A son finds a lost mother by following the melody

| From First Person | By Art Jahnke

In the beginning there were scales and arpeggios. Then came etudes and rondos and gigues. Every afternoon, as my mother listened from the kitchen, I would sit at my music stand in the living room and try to push my fingers ever faster over the keys of my clarinet. The living room was not where I wanted to be, and scales were not what I wanted to play. What I wanted to play was touch football with the older kids down the street. But when it came to music, my mother was unyielding. My two brothers and I were dragooned first to the piano, then assigned the instrument she envisioned each of us playing in her imagined quartet. My older brother was given a trumpet; my younger brother accepted a violin. Mom played the piano.

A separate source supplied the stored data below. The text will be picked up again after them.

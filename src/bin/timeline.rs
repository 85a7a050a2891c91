//! Standalone timeline window for development and testing.
//!
//! Demo steps in a scroll area, with a side panel showing the live scroll
//! geometry, progress and connector fill.

use eframe::egui;
use unihook::shell;
use unihook::widgets::card::CardConfig;
use unihook::widgets::timeline::{Step, TimelineConfig, TimelineState, render_timeline};

fn main() -> eframe::Result<()> {
    shell::init_logger();

    eframe::run_native(
        "unihook-timeline",
        shell::native_options("UNIHOOK - Timeline", egui::vec2(1200.0, 700.0)),
        Box::new(|_cc| Ok(Box::new(TimelineApp::new()))),
    )
}

struct TimelineApp {
    steps: Vec<Step>,
    state: TimelineState,
    config: TimelineConfig,
}

impl TimelineApp {
    fn new() -> Self {
        Self {
            steps: unihook::page::demo_steps(&CardConfig::default()),
            state: TimelineState::new(),
            config: TimelineConfig::default(),
        }
    }

    fn readout(&mut self, ui: &mut egui::Ui) {
        ui.heading("Geometry");
        ui.separator();

        match self.state.geometry() {
            Some(g) => {
                egui::Grid::new("geometry").num_columns(2).show(ui, |ui| {
                    ui.label("scroll_y");
                    ui.monospace(format!("{:.1}", g.scroll_y));
                    ui.end_row();
                    ui.label("container_top");
                    ui.monospace(format!("{:.1}", g.container_top));
                    ui.end_row();
                    ui.label("container_height");
                    ui.monospace(format!("{:.1}", g.container_height));
                    ui.end_row();
                    ui.label("viewport_height");
                    ui.monospace(format!("{:.1}", g.viewport_height));
                    ui.end_row();
                });
            }
            None => {
                ui.label("not measured");
            }
        }

        ui.add_space(8.0);
        let fill = self.state.fill();
        ui.monospace(format!("progress {:.3}", self.state.progress()));
        ui.monospace(format!("fill     {:.1}px", fill.height));
        ui.monospace(format!("opacity  {:.2}", fill.opacity));
        let active = self
            .state
            .active_step(&self.config)
            .and_then(|idx| self.steps.get(idx))
            .map_or("-", |s| s.title.as_str());
        ui.monospace(format!("active   {}", active));

        ui.add_space(8.0);
        ui.separator();
        let mut changed = false;
        changed |= ui
            .add(egui::Slider::new(&mut self.config.step_spacing, 0.0..=240.0).text("Spacing"))
            .changed();
        changed |= ui
            .checkbox(&mut self.config.remeasure_on_resize, "Re-measure on resize")
            .changed();
        if ui.button("Re-measure").clicked() || changed {
            self.state.request_remeasure();
        }
    }
}

impl eframe::App for TimelineApp {
    fn update(&mut self, ctx: &egui::Context, _frame: &mut eframe::Frame) {
        egui::SidePanel::right("readout")
            .resizable(false)
            .default_width(240.0)
            .show(ctx, |ui| self.readout(ui));

        egui::CentralPanel::default().show(ctx, |ui| {
            egui::ScrollArea::vertical()
                .id_salt("timeline_scroll")
                .auto_shrink([false; 2])
                .show(ui, |ui| {
                    // Room above and below so the start and end lines can be crossed
                    ui.add_space(ui.clip_rect().height() * 0.5);
                    render_timeline(ui, &self.steps, &mut self.state, &self.config);
                    ui.add_space(ui.clip_rect().height());
                });
        });
    }
}
//! Status bar and its progress indicator

mod progress_bar;
mod status;

pub use progress_bar::ProgressBar;
pub use status::{StatusBar, StatusInfo};
use crate::core::FillState;
use crate::widgets::status::ProgressBar;
use eframe::egui;

/// How long a status message stays visible (seconds)
const MESSAGE_TIMEOUT: f64 = 4.0;

/// Snapshot of page state shown in the status bar
#[derive(Clone, Debug, Default, PartialEq)]
pub struct StatusInfo {
    pub progress: f32,
    pub fill: FillState,
    pub total_height: f32,
    pub step_count: usize,
    pub active_step: Option<(usize, String)>,
}

/// Status bar component
pub struct StatusBar {
    pub current_message: String,
    message_time: Option<f64>,
}

impl Default for StatusBar {
    fn default() -> Self {
        Self::new()
    }
}

impl StatusBar {
    pub fn new() -> Self {
        Self {
            current_message: String::new(),
            message_time: None,
        }
    }

    /// Show `message` until it times out
    pub fn set_message(&mut self, message: impl Into<String>) {
        self.current_message = message.into();
        self.message_time = None;
    }

    /// Expire old messages
    pub fn update(&mut self, ctx: &egui::Context) {
        if self.current_message.is_empty() {
            return;
        }
        let now = ctx.input(|i| i.time);
        let shown = *self.message_time.get_or_insert(now);
        if now - shown > MESSAGE_TIMEOUT {
            self.current_message.clear();
            self.message_time = None;
        } else {
            ctx.request_repaint_after(std::time::Duration::from_secs_f64(MESSAGE_TIMEOUT));
        }
    }

    /// Render status bar at bottom of screen. `drag_enabled` is the live
    /// card drag toggle.
    pub fn render(&self, ctx: &egui::Context, info: &StatusInfo, drag_enabled: &mut bool) -> bool {
        let mut changed = false;
        egui::TopBottomPanel::bottom("status_bar").show(ctx, |ui| {
            ui.horizontal(|ui| {
                let mut bar = ProgressBar::new(120.0, 12.0);
                bar.set_fraction(info.progress);
                bar.render(ui).on_hover_text("Timeline scroll progress");

                ui.separator();

                // Connector fill
                ui.monospace(format!(
                    "fill {:>6.0}/{:<6.0}px  {:>3.0}%",
                    info.fill.height,
                    info.total_height,
                    info.fill.opacity * 100.0
                ));

                ui.separator();

                // Active step
                match &info.active_step {
                    Some((idx, title)) => {
                        ui.monospace(format!("{}/{} {}", idx + 1, info.step_count, title))
                    }
                    None => ui.monospace(format!("-/{}", info.step_count)),
                };

                ui.separator();

                changed = ui
                    .checkbox(drag_enabled, "Drag cards")
                    .on_hover_text("Toggle card dragging")
                    .changed();

                if !self.current_message.is_empty() {
                    ui.separator();
                    ui.monospace(&self.current_message);
                }
            });
        });
        changed
    }
}
//! Timeline widget - scroll-linked vertical step list
//!
//! Steps stack top to bottom with sticky titles; a connector line fills as the
//! page scrolls through the list.

mod timeline;
mod timeline_helpers;
mod timeline_ui;

pub use timeline::{
    LayoutMeasurement,
    Step,
    StepContent,
    TimelineConfig,
    TimelineState,
    sticky_title_y,
};
pub use timeline_ui::{TimelineResponse, render_timeline};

Eventually, Mom’s imagined quartet became a real quartet, capable, at least, of playing Broadway show tunes penned years before any of her children were born. At its worst, the quartet was something to be trotted out at my parents’ parties, in public displays of familial harmony. At its best, it was a way for Mom to connect with her children in a place where words didn’t matter. When we played “Over the Rainbow,” as we did time and time again, we were, in a strange way, transported to a peaceable place where bluebirds fly.

Four decades later, my parents were in Florida, Mom’s moldering old sheet music now resting on a sensible upright, not the baby grand of my childhood. For Mom, it rarely mattered that many of the pages were gone. Most of the music was in her head anyway, and if it wasn’t, she would simply find the key and fake it.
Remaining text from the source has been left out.